UNITED STATES DISTRICT COURT EASTERN DISTRICT OF MICHIGAN SOUTHERN DIVISION
Jul 29, 2016
Case No. 15-13819 (E.D. Mich. Jul. 29, 2016)

Opinion

Case No. 15-13819

07-29-2016

WILLIAM GAULT, Plaintiff, v. ESURANCE PROPERTY AND CASUALTY INSURANCE COMPANY and HASHAD HUSSAN QAYD, Defendants.


MAGISTRATE JUDGE ELIZABETH A. STAFFORD ORDER GRANTING DEFENDANT ESURANCE'S MOTION TO SEVER DEFENDANT QAYD [2], REMANDING PLAINTIFF'S CLAIM AGAINST DEFENDANT QAYD TO MICHIGAN'S 36TH DISTRICT COURT,GRANTING DEFENDANT ESURANCE'S MOTION FOR SUMMARY JUDGMENT [8], AND DENYING DEFENDANT ESURANCE'S MOTION TO CONSOLIDATE CASES [2] AS MOOT

On September 28, 2015, Plaintiff filed a negligence claim against Defendant Qayd in Michigan's 36th District Court. On October 2, 2015, Plaintiff amended his state-court complaint to add a breach of contract claim against Defendant Esurance for uninsured motorist (UM) benefits. Esurance removed the case to this Court on October 29, 2015, and filed a Motion to Sever Defendant Qayd and Consolidate Cases [2] the same day. Esurance filed a Motion for Summary Judgment [8] on January 4, 2016, and a Supplemental Brief [11] on January 29, 2016. Plaintiff has filed no response briefs. However, in a companion case (no. 15-13407), Plaintiff filed a brief in opposition to summary judgment that presents argument relevant to the merits of his breach of contract claim here. The Court held a hearing on the pending motions, as well as the pending motion for summary judgment in the companion case, on June 24, 2016.

For the reasons stated below, Defendant Esurance's Motion to Consolidate Cases and Sever Defendant Qayd [2] is GRANTED. The severed claim against Defendant Qayd is REMANDED to Michigan's 36th District Court. Defendant Esurance's Motion for Summary Judgment [8] is GRANTED.

FACTUAL BACKGROUND

On August 22, 2014, Defendant Esurance issued an insurance policy to Jacqueline Willingham. The policy provides uninsured motorist (UM) benefits. Willingham is the only Named Insured identified in the policy. The policy provides that it will pay benefits to a Named Insured or to a Named Insured's live-in relative, if the live-in relative is using a car listed on the policy with the Named Insured's permission.

Sometime between August and November 2014, Plaintiff asked Willingham to seek coverage for his 1996 Geo Prizm through her Esurance policy, at his expense. Willingham is not related to Plaintiff and has never lived with him. Willingham had met Plaintiff about six months earlier through her fiancé, with whom Plaintiff was friends.

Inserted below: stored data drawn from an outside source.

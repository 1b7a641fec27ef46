//! Session-token verification
//!
//! Tokens are minted by the auth gateway; this service only verifies the
//! HS256 signature and expiry, then trusts the embedded user id.

use axum::{
    extract::FromRequestParts,
    http::{header::AUTHORIZATION, request::Parts},
};
use jsonwebtoken::{decode, DecodingKey, Validation};
use serde::{Deserialize, Serialize};
use uuid::Uuid;

use crate::{error::AppError, AppState};

#[derive(Debug, Serialize, Deserialize)]
pub struct Claims {
    pub user_id: Uuid,
    pub exp: i64,
}

pub fn validate_token(token: &str, secret: &str) -> Result<Uuid, AppError> {
    let data = decode::<Claims>(
        token,
        &DecodingKey::from_secret(secret.as_bytes()),
        &Validation::default(),
    )
    .map_err(|_| AppError::Unauthorized("invalid token".to_string()))?;

    Ok(data.claims.user_id)
}

/// Authenticated user context extracted from the Authorization header
#[derive(Debug, Clone, Copy)]
pub struct AuthUser {
    pub user_id: Uuid,
}

#[axum::async_trait]
impl FromRequestParts<AppState> for AuthUser {
    type Rejection = AppError;

    async fn from_request_parts(parts: &mut Parts, state: &AppState) -> Result<Self, Self::Rejection> {
        let auth_header = parts
            .headers
            .get(AUTHORIZATION)
            .and_then(|v| v.to_str().ok())
            .ok_or_else(|| AppError::Unauthorized("missing authorization header".to_string()))?;

        let token = auth_header
            .strip_prefix("Bearer ")
            .ok_or_else(|| AppError::Unauthorized("invalid authorization header".to_string()))?;

        let user_id = validate_token(token, &state.config.auth.jwt_secret)?;

        Ok(AuthUser { user_id })
    }
}

#[cfg(test)]
pub fn issue_token(user_id: Uuid, secret: &str, ttl_secs: i64) -> String {
    use jsonwebtoken::{encode, EncodingKey, Header};

    let claims = Claims {
        user_id,
        exp: chrono::Utc::now().timestamp() + ttl_secs,
    };
    encode(
        &Header::default(),
        &claims,
        &EncodingKey::from_secret(secret.as_bytes()),
    )
    .expect("token encoding")
}

#[cfg(test)]
mod tests {
    use super::*;

    #[test]
    fn test_round_trip() {
        let user = Uuid::new_v4();
        let token = issue_token(user, "secret", 60);
        assert_eq!(validate_token(&token, "secret").unwrap(), user);
    }

    #[test]
    fn test_wrong_secret_rejected() {
        let token = issue_token(Uuid::new_v4(), "secret", 60);
        assert!(validate_token(&token, "other").is_err());
    }

    #[test]
    fn test_expired_token_rejected() {
        let token = issue_token(Uuid::new_v4(), "secret", -120);
        assert!(validate_token(&token, "secret").is_err());
    }
}
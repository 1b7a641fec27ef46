//! HTTP and WebSocket request handlers

pub mod conversations;
pub mod health;
pub mod messages;
pub mod notifications;
pub mod relationships;
pub mod settings;
pub mod templates;
pub mod websocket;

use axum::Json;
use serde::Serialize;
use serde_json::{json, Value};

/// Success envelope: `{code: 0, message: "success", data: ...}`.
pub fn success(data: impl Serialize) -> Json<Value> {
    Json(json!({
        "code": 0,
        "message": "success",
        "data": data,
    }))
}

pub fn success_with_message(message: &str, data: impl Serialize) -> Json<Value> {
    Json(json!({
        "code": 0,
        "message": message,
        "data": data,
    }))
}

/// Common `limit`/`offset` query parameters.
#[derive(Debug, serde::Deserialize)]
pub struct Pagination {
    pub limit: Option<i64>,
    pub offset: Option<i64>,
}

impl Pagination {
    pub fn limit_or(&self, default: i64) -> i64 {
        self.limit.filter(|&l| l > 0).unwrap_or(default)
    }

    pub fn offset_or_zero(&self) -> i64 {
        self.offset.filter(|&o| o >= 0).unwrap_or(0)
    }
}
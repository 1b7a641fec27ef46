//! Integration tests for WorkChat Server
//!
//! These run against a live server when one is listening; otherwise they
//! skip so the suite stays green in environments without the full stack.

use reqwest::Client;
use serde_json::json;

const BASE_URL: &str = "http://localhost:8080";

#[tokio::test]
async fn test_health_check() {
    let client = Client::new();
    let response = client.get(format!("{}/health", BASE_URL)).send().await;

    match response {
        Ok(resp) => {
            assert!(resp.status().is_success());
            let body: serde_json::Value = resp.json().await.unwrap();
            assert_eq!(body["code"], 0);
            assert_eq!(body["data"]["status"], "ok");
        }
        Err(_) => {
            println!("Server not running, skipping health check test");
        }
    }
}

#[tokio::test]
async fn test_conversations_require_auth() {
    let client = Client::new();
    let response = client
        .get(format!("{}/api/v1/conversations", BASE_URL))
        .send()
        .await;

    match response {
        Ok(resp) => {
            assert_eq!(resp.status(), 401);
            let body: serde_json::Value = resp.json().await.unwrap();
            assert_eq!(body["code"], 401);
        }
        Err(_) => {
            println!("Server not running, skipping auth test");
        }
    }
}

#[tokio::test]
async fn test_invalid_bearer_token_rejected() {
    let client = Client::new();
    let response = client
        .post(format!("{}/api/v1/relationships/block", BASE_URL))
        .header("Authorization", "Bearer not-a-real-token")
        .json(&json!({ "target_user_id": "7f2c1a10-9f7c-4b4e-a6c8-0a4f4e1b2c3d" }))
        .send()
        .await;

    match response {
        Ok(resp) => {
            assert_eq!(resp.status(), 401);
        }
        Err(_) => {
            println!("Server not running, skipping token test");
        }
    }
}

#[tokio::test]
async fn test_ws_upgrade_without_token_rejected() {
    let client = Client::new();
    let response = client.get(format!("{}/ws", BASE_URL)).send().await;

    match response {
        Ok(resp) => {
            assert_eq!(resp.status(), 401);
        }
        Err(_) => {
            println!("Server not running, skipping websocket test");
        }
    }
}

#[cfg(test)]
mod frame_contract {
    use workchat_server::models::{message_preview, ServerFrame};

    #[test]
    fn test_outbound_frames_use_type_data_envelope() {
        let frame = ServerFrame::Recalled {
            message_id: uuid::Uuid::nil(),
        };
        let value: serde_json::Value = serde_json::from_str(&frame.to_json()).unwrap();
        assert_eq!(value["type"], "recalled");
        assert!(value["data"]["message_id"].is_string());
    }

    #[test]
    fn test_preview_matches_listing_contract() {
        assert_eq!(
            message_preview("text", Some("Hello B!")).as_deref(),
            Some("Hello B!")
        );
        assert_eq!(message_preview("video", None).as_deref(), Some("[video]"));
    }
}
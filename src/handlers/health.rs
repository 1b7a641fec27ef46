//! Health check

use axum::Json;
use serde_json::{json, Value};

use super::success;

pub async fn health_check() -> Json<Value> {
    success(json!({ "status": "ok" }))
}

On November 10, 2014, Willingham called Esurance several times. Between calls to Esurance, she called Plaintiff to discuss what information to provide. Willingham told Esurance representatives that Plaintiff was her brother. Neither Willingham nor any Esurance representative discussed whether Plaintiff lived with Willingham. On the same day these calls occurred, Esurance added Plaintiff to Willingham's policy as an additional driver (not a Named Insured), and also added his 1996 Geo Prizm as a covered auto.

Later that month, Plaintiff was parked in his wife's 2005 Chevy Monte Carlo when it was struck by another driver. The Monte Carlo was not on Willingham's Esurance policy.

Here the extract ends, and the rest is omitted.